Available data:
use std::cmp::Ordering;
use std::collections::HashMap;
use tracing::debug;
use crate::core::config::TextSearchConfig;
use crate::core::error::{Error, Result};
use crate::core::transaction::Transaction;
use crate::core::types::NoteKey;
use crate::index::inverted::{parse_text_key, text_prefix, TermInfo, TextCorpus, META_TEXT_DOCS, META_TEXT_TOKENS};
use crate::index::note_index::time_range;
use crate::index::posting::Posting;
use crate::query::types::SortOrder;
use crate::scoring::scorer::{BM25Scorer, DocStats, RecencyBoost, Scorer};
use crate::search::results::{oldest_first, tie_boundary, TextSearchResult};
use crate::storage::db::Db;

/// Matches for one note, gathered across query terms.
#[derive(Debug)]
struct Candidate {
    note_key: NoteKey,
    created_at: u64,
    matches: Vec<(usize, Posting, TermInfo)>,  // (query term index, posting, term stats)
    score: f32,
}

/// Ranked full-text search over the content index of one read transaction.
pub struct TextSearcher<'t, 'n> {
    pub txn: &'t Transaction<'n>,
    pub scorer: Box<dyn Scorer>,
    pub recency: RecencyBoost,
}

impl<'t, 'n> TextSearcher<'t, 'n> {
    pub fn new(txn: &'t Transaction<'n>) -> Self {
        TextSearcher {
            txn,
            scorer: Box::new(BM25Scorer::default()),
            recency: RecencyBoost::default(),
        }
    }

    pub fn search(&self, query: &str, config: &TextSearchConfig) -> Result<Vec<TextSearchResult>> {
        let limit = config.effective_limit();
        if limit == 0 {
            return Ok(Vec::new());
        }

        let terms = self.txn.ndb().analyzer().terms(query);
        if terms.is_empty() {
            return Ok(Vec::new());
        }

        let snapshot = self.txn.snapshot();
        let corpus = TextCorpus::from_meta(
            snapshot.get(Db::Meta, META_TEXT_DOCS)?,
            snapshot.get(Db::Meta, META_TEXT_TOKENS)?,
        )?;
        let stats = DocStats {
            avg_doc_length: corpus.avg_doc_len(),
            total_docs: corpus.doc_count,
        };

        let mut candidates = self.collect_candidates(&terms, &corpus)?;
        debug!(
            query,
            terms = terms.len(),
            candidates = candidates.len(),
            order = ?config.order,
            "text search"
        );
        if candidates.is_empty() {
            return Ok(Vec::new());
        }

        let newest = candidates.iter().map(|c| c.created_at).max().unwrap_or(0);
        for candidate in &mut candidates {
            let relevance: f32 = candidate
                .matches
                .iter()
                .map(|(_, posting, info)| self.scorer.score(posting, info, &stats))
                .sum();
            candidate.score = relevance * self.recency.boost(newest, candidate.created_at);
        }

        // Order by the primary key alone, then load notes only for the part
        // that can still reach the top `limit` once ids break ties.
        let keep = match config.order {
            SortOrder::Desc => {
                candidates.sort_by(|a, b| b.score.total_cmp(&a.score));
                tie_boundary(&candidates, limit, |a, b| a.score == b.score)
            }
            SortOrder::Asc => {
                candidates.sort_by_key(|c| c.created_at);
                tie_boundary(&candidates, limit, |a, b| a.created_at == b.created_at)
            }
        };
        candidates.truncate(keep);

        let mut results = candidates
            .into_iter()
            .map(|candidate| self.load_result(candidate, &terms))
            .collect::<Result<Vec<_>>>()?;

        match config.order {
            SortOrder::Desc => results.sort_by(by_score),
            SortOrder::Asc => results.sort_by(|a, b| oldest_first(&a.note, &b.note)),
        }
        results.truncate(limit);
        Ok(results)
    }

    /// Union of the postings of every term, one entry per note.
    fn collect_candidates(&self, terms: &[String], corpus: &TextCorpus) -> Result<Vec<Candidate>> {
        let snapshot = self.txn.snapshot();
        let mut candidates: HashMap<NoteKey, Candidate> = HashMap::new();

        for (term_index, term) in terms.iter().enumerate() {
            let Some(prefix) = text_prefix(term) else {
                continue;
            };

            let (lower, upper) = time_range(&prefix, None, None);
            let mut postings = Vec::new();
            for (key, value) in snapshot.range(Db::NoteText, lower, upper) {
                let (_, index_key) = parse_text_key(key)?;
                let posting = Posting::decode(snapshot.value(value)?)?;
                postings.push((index_key.note_key, index_key.created_at, posting));
            }

            let info = TermInfo::new(postings.len() as u32, corpus.doc_count);
            for (note_key, created_at, posting) in postings {
                candidates
                    .entry(note_key)
                    .or_insert_with(|| Candidate {
                        note_key,
                        created_at,
                        matches: Vec::new(),
                        score: 0.0,
                    })
                    .matches
                    .push((term_index, posting, info));
            }
        }

        Ok(candidates.into_values().collect())
    }

    fn load_result(&self, candidate: Candidate, terms: &[String]) -> Result<TextSearchResult> {
        let (note, _) = self.txn.load_note(candidate.note_key)?.ok_or_else(|| {
            Error::corrupt(format!(
                "content index points at missing note {}",
                candidate.note_key.value()
            ))
        })?;

        let mut matches = candidate.matches;
        matches.sort_by_key(|(term_index, _, _)| *term_index);
        let first_position = matches
            .iter()
            .map(|(_, posting, _)| posting.first_position)
            .min()
            .unwrap_or(0);

        Ok(TextSearchResult {
            note,
            note_key: candidate.note_key,
            score: candidate.score,
            matched_terms: matches.iter().map(|(i, _, _)| terms[*i].clone()).collect(),
            first_position,
        })
    }
}

fn by_score(a: &TextSearchResult, b: &TextSearchResult) -> Ordering {
    b.score
        .total_cmp(&a.score)
        .then_with(|| a.note.id.cmp(&b.note.id))
}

Problem statement: Each line that contains the string "postings" should be copied from the data above.

Worked solution:
    /// Union of the postings of every term, one entry per note.
            let mut postings = Vec::new();
                postings.push((index_key.note_key, index_key.created_at, posting));
            let info = TermInfo::new(postings.len() as u32, corpus.doc_count);
            for (note_key, created_at, posting) in postings {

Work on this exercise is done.